Later John R. Platt revived the idea [Platt1943]. Platt was a biophysicist from Michigan who ended up in sociology. He used a flat metal sieve in which the data was set with lead pins (Figure 10). The center of mass was determined by hanging the thing twice, from different vertices, getting the two plumb lines from these vertices, and then obtaining their intersection. For the determination of the moments of inertia the thing was regarded as a torsion pendulum: the whole thing was given a rotation around a vertically placed X-, Y- or diagonal-axis and then released, and the time needed for at least 20 to-and-fro rotations was measured. Platt claimed that he could determine r with an accuracy of 0.01.

John R. Platt

Figure 10: Platt’s analog “instrument” [Platt1943]

The hydraulic device of Schumann

A somewhat more complicated, and more dangerous, device was made by the South-African meteorologist Theodor Eberhardt Werner Schumann [Schumann1940]. This device contained trough filled with mercury in which suspended iron rods were floating (Figure 11). The device was able to calculate multiple correlation coefficients (between X and Y, and between X and Z, ...) in one go. However, the averages of yi and zi should be (made) zero. The correlation coefficients were determined from the rotation of the horizontal “Christmas trees.”

Schumann also used the iron-rod-in-mercury principle to solve sets of linear equations. A trained human computer would need 5m² + ¼ m³ minutes to solve a set of m equations with m variables, while Schumann’s machine could do that in 6m minutes.

T.E.W. Schumann

Figure 11: Schumann’s device [Schumann1940]

The electrical device of Ford

Adelbert Ford, a psychologist of Michigan University, built an electrical correlation machine in 1931 [Ford1931]. The data was entered on a panel with 100 potentiometers (Figure 12). The position of a potentiometer corresponds with the (transmuted) X and Y value of a data point. For each data point the corresponding potentiometer is turned 1 unit. The actual rotation angle for one unit changes with the position of the potentiometer, and this way squares and cross products are “calculated”. Each potentiometer is connected to its own coil, and all these coils together form the secondary side of a transformer. To the primary side a voltmeter is attached which is used to read Σxi yi. Since the transmuted data is required to average to zero, for the calculation of r Ford only needs Σxi yi and √(Σxi² Σyi²), with the latter being set with a complicated calibration procedure.
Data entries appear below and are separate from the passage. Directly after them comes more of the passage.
//! Live hotel availability.
//!
//! `POST {url}` with the resolved stay and party; the backend answers with
//! `{"hotels": [...]}` (or a bare array). Field names vary between upstream
//! providers, so the wire record accepts the common spellings and is
//! normalized into [`Hotel`].

use anyhow::{Context, Result};
use async_trait::async_trait;
use serde::{Deserialize, Serialize};
use serde_json::Value;

use concierge_core::models::{Hotel, SourceKind, SourcePayload};
use concierge_core::source::{DataSource, SourceRequest};

use super::{http_client, id_string, send_with_retry};
use crate::config::HttpSourceConfig;

pub struct RealTimeHotelSource {
    client: reqwest::Client,
    config: HttpSourceConfig,
    api_key: Option<String>,
}

#[derive(Debug, Serialize, PartialEq)]
pub(crate) struct AvailabilityQuery {
    pub location: Option<String>,
    pub check_in: Option<String>,
    pub check_out: Option<String>,
    pub adults: u32,
    pub children: u32,
    pub amenities: Vec<String>,
}

impl AvailabilityQuery {
    pub(crate) fn from_request(request: &SourceRequest) -> Self {
        let analysis = &request.analysis;
        let location = analysis
            .entities
            .locations
            .iter()
            .find(|l| l.as_str() != "sifnos")
            .or_else(|| analysis.entities.locations.iter().next())
            .cloned();
        Self {
            location,
            check_in: analysis.dates.map(|d| d.check_in.to_string()),
            check_out: analysis.dates.map(|d| d.check_out.to_string()),
            adults: analysis.guests.adults,
            children: analysis.guests.children,
            amenities: analysis.entities.amenities.iter().cloned().collect(),
        }
    }
}

#[derive(Debug, Deserialize)]
#[serde(untagged)]
enum AvailabilityReply {
    Wrapped { hotels: Vec<AvailableHotel> },
    Bare(Vec<AvailableHotel>),
}

/// One upstream record. Providers disagree on field names and some send
/// more than one spelling per record, so every spelling is its own field and
/// the first one present wins.
#[derive(Debug, Default, Deserialize)]
#[serde(default)]
struct AvailableHotel {
    id: Option<Value>,
    hotel_id: Option<Value>,
    name: Option<String>,
    hotel_name: Option<String>,
    location: Option<String>,
    area: Option<String>,
    city: Option<String>,
    price_per_night: Option<f64>,
    daily_rate: Option<f64>,
    price: Option<f64>,
    rating: Option<f64>,
    review_score: Option<f64>,
    amenities: Option<Vec<String>>,
    photos: Option<Vec<String>>,
    images: Option<Vec<String>>,
    booking_url: Option<String>,
    url: Option<String>,
    link: Option<String>,
}

impl AvailableHotel {
    /// Records without a usable name are dropped.
    fn into_hotel(self) -> Option<Hotel> {
        let name = [self.name, self.hotel_name]
            .into_iter()
            .flatten()
            .map(|n| n.trim().to_string())
            .find(|n| !n.is_empty())?;
        Some(Hotel {
            id: id_string(self.id.or(self.hotel_id)),
            name,
            location: self.location.or(self.area).or(self.city),
            price_per_night: self.price_per_night.or(self.daily_rate).or(self.price),
            rating: self.rating.or(self.review_score),
            sponsored: false,
            amenities: self.amenities.unwrap_or_default(),
            photos: self.photos.or(self.images).unwrap_or_default(),
            booking_url: self.booking_url.or(self.url).or(self.link),
            source: SourceKind::RealTimeHotels,
        })
    }
}

pub(crate) fn parse_reply(body: Value) -> Result<Vec<Hotel>> {
    let reply: AvailabilityReply =
        serde_json::from_value(body).context("unexpected availability response shape")?;
    let hotels = match reply {
        AvailabilityReply::Wrapped { hotels } | AvailabilityReply::Bare(hotels) => hotels,
    };
    Ok(hotels.into_iter().filter_map(AvailableHotel::into_hotel).collect())
}

impl RealTimeHotelSource {
    pub fn new(config: HttpSourceConfig) -> Result<Self> {
        let api_key = config.api_key()?;
        Ok(Self {
            client: http_client(config.timeout_secs)?,
            config,
            api_key,
        })
    }
}

#[async_trait]
impl DataSource for RealTimeHotelSource {
    fn kind(&self) -> SourceKind {
        SourceKind::RealTimeHotels
    }

    fn description(&self) -> &str {
        "Live availability and nightly rates for the requested dates"
    }

    async fn fetch(&self, request: &SourceRequest) -> Result<SourcePayload> {
        let query = AvailabilityQuery::from_request(request);
        tracing::debug!(?query, "querying live availability");

        let response = send_with_retry("real-time hotels", self.config.max_retries, || {
            let builder = self.client.post(&self.config.url).json(&query);
            match &self.api_key {
                Some(key) => builder.header("Authorization", format!("Bearer {}", key)),
                None => builder,
            }
        })
        .await?;

        let body: Value = response.json().await?;
        Ok(SourcePayload::RealTimeHotels(parse_reply(body)?))
    }
}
Figure 12: Ford’s Correlator: a quarter section of the panel with potentiometers for entering data

Post processing

The mechanical correlation machines only calculated sums. To calculate r, square roots and quotients had to be computed using a slide rule or log table (or a mechanical calculating machine). Fortunately, the required accuracy for r was usually only one decimal (in a −1 to +1 range).

Warning

Correlation is not causation. Check out some spurious correlations.

Epilogue

The correlation machines present a unique contribution of psychologists, sociologists and the like to the development of computing devices. This was clearly brought about by practical needs and a contemporary inclination towards technology among psychologists [Draaisma1992].

I have been unable to find correlation machines of European origin. On the contrary: in 1929 the German mathematician Wilhelm Cauer attempted to buy an American Hull machine for Göttingen University [Petzold2000].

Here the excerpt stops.